The new plant is currently being studied at the National Herbarium which operates inside the Tanzania Plant Health and Pesticides Authority (TPHPA) premises in Arusha.
The TPHPA head of national herbarium, Dr Neduvoto Mollel, said the new plant seems to come alive at night when the leaves bloom under moonlight but as soon as the sun comes out, the plant goes with its leaves looking slightly weathered.
“It is a very strange plant because its leaves expand and flourish during the night and contract at sunrise,” Dr Mollel explained.
The plant was discovered by American Botanist Barry Yinger and his Tanzanian associate Robert Sikawa.
The National Herbarium in which the new plant is being kept and observed, located at Ngaramtoni in the outskirts of Arusha city, holds a collection of preserved plant specimens and associated data used for scientific study and identification.
“We have all reasons to believe that this new plant is endemic to Tanzania. It’s never seen anywhere else in the world because those who discovered it are experts, botanists who have travelled around the globe sampling and studying vegetation,” Dr Mollel pointed out.
Until now, the strange plant has neither local nor scientific names.
However, scientists in Tanzania have already sent the plant profile, descriptions and properties to the International Code of Botanical Nomenclature (ICBN) with the proposed name from the country. The ICBN is the world’s authority behind the set of rules and recommendations dealing with the formal botanical names that are given to plants.
Tanzania is tentatively naming the plant “Embere” which means “Spear” in Maasai language.
This is because it was discovered in Arusha, which happens to be a Maasai land and again where people traditionally use spears.
As it happens, the new shrub is also shaped like a spear.
But is the earth still sprouting new plants?
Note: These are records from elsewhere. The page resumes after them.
//! Budget model
//!
//! A spending limit for one category over a recurring period.

use chrono::{DateTime, Datelike, Duration, NaiveDate, Utc};
use serde::{Deserialize, Serialize};
use std::fmt;

use super::ids::BudgetId;
use super::money::Money;

/// How often a budget resets
#[derive(Debug, Clone, Copy, PartialEq, Eq, Hash, Serialize, Deserialize, Default)]
#[serde(rename_all = "lowercase")]
pub enum BudgetPeriod {
    Weekly,
    #[default]
    Monthly,
    Yearly,
}

impl BudgetPeriod {
    pub fn parse(s: &str) -> Option<Self> {
        match s.trim().to_lowercase().as_str() {
            "weekly" | "week" | "w" => Some(Self::Weekly),
            "monthly" | "month" | "m" => Some(Self::Monthly),
            "yearly" | "year" | "annual" | "y" => Some(Self::Yearly),
            _ => None,
        }
    }

    /// The period instance containing `date`
    pub fn range_containing(&self, date: NaiveDate) -> PeriodRange {
        match self {
            Self::Weekly => {
                let start = date - Duration::days(date.weekday().num_days_from_monday() as i64);
                PeriodRange {
                    start,
                    end: start + Duration::days(6),
                }
            }
            Self::Monthly => {
                let start = NaiveDate::from_ymd_opt(date.year(), date.month(), 1).unwrap_or(date);
                let next = if date.month() == 12 {
                    NaiveDate::from_ymd_opt(date.year() + 1, 1, 1)
                } else {
                    NaiveDate::from_ymd_opt(date.year(), date.month() + 1, 1)
                };
                let end = next.map(|d| d - Duration::days(1)).unwrap_or(date);
                PeriodRange { start, end }
            }
            Self::Yearly => PeriodRange {
                start: NaiveDate::from_ymd_opt(date.year(), 1, 1).unwrap_or(date),
                end: NaiveDate::from_ymd_opt(date.year(), 12, 31).unwrap_or(date),
            },
        }
    }
}

impl fmt::Display for BudgetPeriod {
    fn fmt(&self, f: &mut fmt::Formatter<'_>) -> fmt::Result {
        match self {
            Self::Weekly => write!(f, "Weekly"),
            Self::Monthly => write!(f, "Monthly"),
            Self::Yearly => write!(f, "Yearly"),
        }
    }
}

/// An inclusive date range for one budget period
#[derive(Debug, Clone, Copy, PartialEq, Eq)]
pub struct PeriodRange {
    pub start: NaiveDate,
    pub end: NaiveDate,
}

impl PeriodRange {
    pub fn contains(&self, date: NaiveDate) -> bool {
        date >= self.start && date <= self.end
    }

    /// Days elapsed from the start through `date`, clamped to the range
    pub fn days_elapsed(&self, date: NaiveDate) -> i64 {
        let total = self.total_days();
        ((date - self.start).num_days() + 1).clamp(0, total)
    }

    pub fn total_days(&self) -> i64 {
        (self.end - self.start).num_days() + 1
    }
}

impl fmt::Display for PeriodRange {
    fn fmt(&self, f: &mut fmt::Formatter<'_>) -> fmt::Result {
        write!(f, "{}..{}", self.start, self.end)
    }
}

/// A spending limit for a category
#[derive(Debug, Clone, Serialize, Deserialize)]
pub struct Budget {
    pub id: BudgetId,

    /// Category label the budget applies to
    pub category: String,

    /// Limit per period, in `currency`
    pub amount: Money,

    pub currency: String,

    pub period: BudgetPeriod,

    /// The budget does not apply before this date
    pub start_date: NaiveDate,

    #[serde(default)]
    pub notes: String,

    pub created_at: DateTime<Utc>,
    pub updated_at: DateTime<Utc>,
}

impl Budget {
    pub fn new(
        category: impl Into<String>,
        amount: Money,
        currency: impl Into<String>,
        period: BudgetPeriod,
        start_date: NaiveDate,
    ) -> Self {
        let now = Utc::now();
        Self {
            id: BudgetId::new(),
            category: category.into(),
            amount,
            currency: currency.into().trim().to_uppercase(),
            period,
            start_date,
            notes: String::new(),
            created_at: now,
            updated_at: now,
        }
    }

    /// The current period as of `date`, or None before the budget starts
    ///
    /// The first period is clipped so spending before `start_date` does not
    /// count.
    pub fn current_period(&self, date: NaiveDate) -> Option<PeriodRange> {
        if date < self.start_date {
            return None;
        }
        let mut range = self.period.range_containing(date);
        if range.start < self.start_date {
            range.start = self.start_date;
        }
        Some(range)
    }

    pub fn set_amount(&mut self, amount: Money) {
        self.amount = amount;
        self.updated_at = Utc::now();
    }

    pub fn validate(&self) -> Result<(), BudgetValidationError> {
        if self.category.trim().is_empty() {
            return Err(BudgetValidationError::MissingCategory);
        }
        if !self.amount.is_positive() {
            return Err(BudgetValidationError::NonPositiveAmount);
        }
        Ok(())
    }
}

impl fmt::Display for Budget {
    fn fmt(&self, f: &mut fmt::Formatter<'_>) -> fmt::Result {
        write!(
            f,
            "{}: {} {}",
            self.category,
            self.amount.format_with_code(&self.currency),
            self.period
        )
    }
}

/// Validation errors for budgets
#[derive(Debug, Clone, PartialEq, Eq)]
pub enum BudgetValidationError {
    MissingCategory,
    NonPositiveAmount,
}

impl fmt::Display for BudgetValidationError {
    fn fmt(&self, f: &mut fmt::Formatter<'_>) -> fmt::Result {
        match self {
            Self::MissingCategory => write!(f, "Budget must name a category"),
            Self::NonPositiveAmount => write!(f, "Budget amount must be positive"),
        }
    }
}

impl std::error::Error for BudgetValidationError {}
Scientists at the National Herbarium are affirmative, saying it is normal, only that this latest discovery is baffling researchers due to its strange nocturnal behaviour.
Yustina Andrew Kiwango, a renowned Tanzanian ecologist who is currently a PhD Candidate studying Ecosystem Resilience at the University of Groningen in Netherlands, says the earth may sometimes yield new types of plants and vegetation cover as some form of natural self-defence mechanism, among other reasons.
She said new plants may sprout in some areas either to protect the soil or shield other forms of vegetation being threatened by the changing environment, hostile weather conditions or invasion of human activities.